Source material:
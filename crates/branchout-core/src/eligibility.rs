//! Prompt eligibility rules.
//!
//! Each [`PromptKind`] answers three questions about a pair of students:
//! whether the requesting student has the data the prompt needs at all
//! ([`PromptKind::check_prerequisites`]), whether another student belongs in
//! the candidate list ([`PromptKind::is_candidate`]), and whether a chosen
//! answer is acceptable ([`PromptKind::validate`]). Validation mirrors the
//! candidate rules but reports which rule failed.

use crate::{
  Error, Result,
  prompt::PromptKind,
  student::StudentProfile,
  tag::TagKind,
};

fn shares(a: &StudentProfile, b: &StudentProfile, kind: TagKind) -> bool {
  let theirs = b.tags(kind);
  a.tags(kind).iter().any(|name| theirs.contains(name))
}

fn violation(message: impl Into<String>) -> Error {
  Error::RuleViolation(message.into())
}

impl PromptKind {
  /// Fail with [`Error::MissingPrerequisite`] when `user` lacks the tags this
  /// prompt intersects on.
  pub fn check_prerequisites(self, user: &StudentProfile) -> Result<()> {
    match self {
      Self::SameLanguageAndHobby
        if user.languages.is_empty() || user.interests.is_empty() =>
      {
        Err(Error::MissingPrerequisite(
          "you need at least one language and one interest for this prompt"
            .to_owned(),
        ))
      }
      Self::DifferentYearSameClub if user.clubs.is_empty() => {
        Err(Error::MissingPrerequisite(
          "you need at least one club for this prompt".to_owned(),
        ))
      }
      _ => Ok(()),
    }
  }

  /// Whether `other` is a plausible answer for `user`. The user themself is
  /// never a candidate.
  pub fn is_candidate(self, user: &StudentProfile, other: &StudentProfile) -> bool {
    if user.id == other.id {
      return false;
    }
    match self {
      Self::SameFaculty => user.faculty == other.faculty,
      Self::SameLanguageAndHobby => {
        shares(user, other, TagKind::Language)
          && shares(user, other, TagKind::Interest)
      }
      Self::DifferentYearSameClub => {
        user.year != other.year && shares(user, other, TagKind::Club)
      }
      Self::Custom => true,
    }
  }

  /// Filter `students` down to the candidates for `user`.
  pub fn candidates(
    self,
    user: &StudentProfile,
    students: impl IntoIterator<Item = StudentProfile>,
  ) -> Result<Vec<StudentProfile>> {
    self.check_prerequisites(user)?;
    Ok(
      students
        .into_iter()
        .filter(|other| self.is_candidate(user, other))
        .collect(),
    )
  }

  /// Check a submitted answer, naming the rule that failed.
  ///
  /// For [`PromptKind::DifferentYearSameClub`] the shared-club requirement
  /// only applies when the submitter belongs to at least one club; a
  /// submitter with no clubs only needs a different year.
  pub fn validate(
    self,
    submitter: &StudentProfile,
    candidate: &StudentProfile,
  ) -> Result<()> {
    if submitter.id == candidate.id {
      return Err(violation("you cannot match yourself to a prompt"));
    }

    match self {
      Self::SameFaculty => {
        if submitter.faculty != candidate.faculty {
          return Err(violation(format!(
            "this prompt requires someone from your faculty ({})",
            submitter.faculty
          )));
        }
      }
      Self::SameLanguageAndHobby => {
        if !shares(submitter, candidate, TagKind::Language) {
          return Err(violation(
            "this prompt requires someone who speaks at least one of your languages",
          ));
        }
        if !shares(submitter, candidate, TagKind::Interest) {
          return Err(violation(
            "this prompt requires someone who shares at least one of your interests",
          ));
        }
      }
      Self::DifferentYearSameClub => {
        if submitter.year == candidate.year {
          return Err(violation(
            "this prompt requires someone from a different year than you",
          ));
        }
        if !submitter.clubs.is_empty()
          && !shares(submitter, candidate, TagKind::Club)
        {
          return Err(violation(
            "this prompt requires someone who is in at least one of your clubs",
          ));
        }
      }
      Self::Custom => {}
    }
    Ok(())
  }
}

#[cfg(test)]
mod tests {
  use super::*;

  fn student(id: i64, year: i64, faculty: &str) -> StudentProfile {
    StudentProfile {
      id,
      name: format!("student {id}"),
      year,
      faculty: faculty.into(),
      profile_picture: crate::student::DEFAULT_PROFILE_PICTURE.into(),
      interests: vec![],
      clubs: vec![],
      languages: vec![],
    }
  }

  fn names(list: &[&str]) -> Vec<String> {
    list.iter().map(|s| s.to_string()).collect()
  }

  // ─── Validation ────────────────────────────────────────────────────────────

  #[test]
  fn same_faculty_accepts_equal_faculty() {
    let a = student(1, 1, "CS");
    let b = student(2, 3, "CS");
    assert!(PromptKind::SameFaculty.validate(&a, &b).is_ok());
  }

  #[test]
  fn same_faculty_rejects_other_faculty_naming_it() {
    let a = student(1, 1, "CS");
    let b = student(2, 1, "Math");
    let err = PromptKind::SameFaculty.validate(&a, &b).unwrap_err();
    assert!(matches!(&err, Error::RuleViolation(m) if m.contains("(CS)")), "{err}");
  }

  #[test]
  fn language_failure_reported_before_hobby() {
    let mut a = student(1, 1, "CS");
    a.languages = names(&["English", "Spanish"]);
    a.interests = names(&["Music"]);
    let mut b = student(2, 1, "CS");
    b.languages = names(&["French"]);
    b.interests = names(&["Music"]);

    let err = PromptKind::SameLanguageAndHobby.validate(&a, &b).unwrap_err();
    assert!(matches!(&err, Error::RuleViolation(m) if m.contains("languages")), "{err}");
  }

  #[test]
  fn hobby_failure_reported_when_language_shared() {
    let mut a = student(1, 1, "CS");
    a.languages = names(&["English"]);
    a.interests = names(&["Music"]);
    let mut b = student(2, 1, "CS");
    b.languages = names(&["English"]);
    b.interests = names(&["Chess"]);

    let err = PromptKind::SameLanguageAndHobby.validate(&a, &b).unwrap_err();
    assert!(matches!(&err, Error::RuleViolation(m) if m.contains("interests")), "{err}");
  }

  #[test]
  fn different_year_rejects_same_year() {
    let a = student(1, 2, "CS");
    let b = student(2, 2, "CS");
    assert!(matches!(
      PromptKind::DifferentYearSameClub.validate(&a, &b),
      Err(Error::RuleViolation(_))
    ));
  }

  #[test]
  fn clubless_submitter_is_exempt_from_club_rule() {
    let a = student(1, 2, "CS");
    let mut b = student(2, 3, "Math");
    b.clubs = names(&["Chess Club"]);
    assert!(PromptKind::DifferentYearSameClub.validate(&a, &b).is_ok());
  }

  #[test]
  fn club_rule_enforced_when_submitter_has_clubs() {
    let mut a = student(1, 2, "CS");
    a.clubs = names(&["Drama Club"]);
    let mut b = student(2, 3, "Math");
    b.clubs = names(&["Chess Club"]);
    assert!(matches!(
      PromptKind::DifferentYearSameClub.validate(&a, &b),
      Err(Error::RuleViolation(m)) if m.contains("clubs")
    ));
  }

  #[test]
  fn custom_accepts_anyone_but_self() {
    let a = student(1, 1, "CS");
    let b = student(2, 4, "Law");
    assert!(PromptKind::Custom.validate(&a, &b).is_ok());
    assert!(PromptKind::Custom.validate(&a, &a).is_err());
  }

  // ─── Candidates ────────────────────────────────────────────────────────────

  #[test]
  fn candidates_exclude_user() {
    let a = student(1, 1, "CS");
    let all = vec![a.clone(), student(2, 1, "CS"), student(3, 1, "Math")];

    let same = PromptKind::SameFaculty.candidates(&a, all.clone()).unwrap();
    assert_eq!(same.iter().map(|s| s.id).collect::<Vec<_>>(), vec![2]);

    let any = PromptKind::Custom.candidates(&a, all).unwrap();
    assert_eq!(any.iter().map(|s| s.id).collect::<Vec<_>>(), vec![2, 3]);
  }

  #[test]
  fn language_and_hobby_needs_both_on_user() {
    let mut a = student(1, 1, "CS");
    a.languages = names(&["English"]);
    let err = PromptKind::SameLanguageAndHobby
      .candidates(&a, vec![])
      .unwrap_err();
    assert!(matches!(err, Error::MissingPrerequisite(_)));
  }

  #[test]
  fn different_year_candidates_need_shared_club() {
    let mut a = student(1, 2, "CS");
    a.clubs = names(&["Chess Club"]);
    let mut same_club_other_year = student(2, 3, "CS");
    same_club_other_year.clubs = names(&["Chess Club", "Book Club"]);
    let mut same_club_same_year = student(3, 2, "CS");
    same_club_same_year.clubs = names(&["Chess Club"]);
    let other_year_no_club = student(4, 1, "CS");

    let got = PromptKind::DifferentYearSameClub
      .candidates(&a, vec![
        same_club_other_year,
        same_club_same_year,
        other_year_no_club,
      ])
      .unwrap();
    assert_eq!(got.iter().map(|s| s.id).collect::<Vec<_>>(), vec![2]);
  }

  #[test]
  fn different_year_without_clubs_is_missing_prerequisite() {
    let a = student(1, 2, "CS");
    assert!(matches!(
      PromptKind::DifferentYearSameClub.check_prerequisites(&a),
      Err(Error::MissingPrerequisite(_))
    ));
  }
}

Aim of the exercise:
Find the lines of the material that hold the word "rules" and report their count alone.

Solution below:
2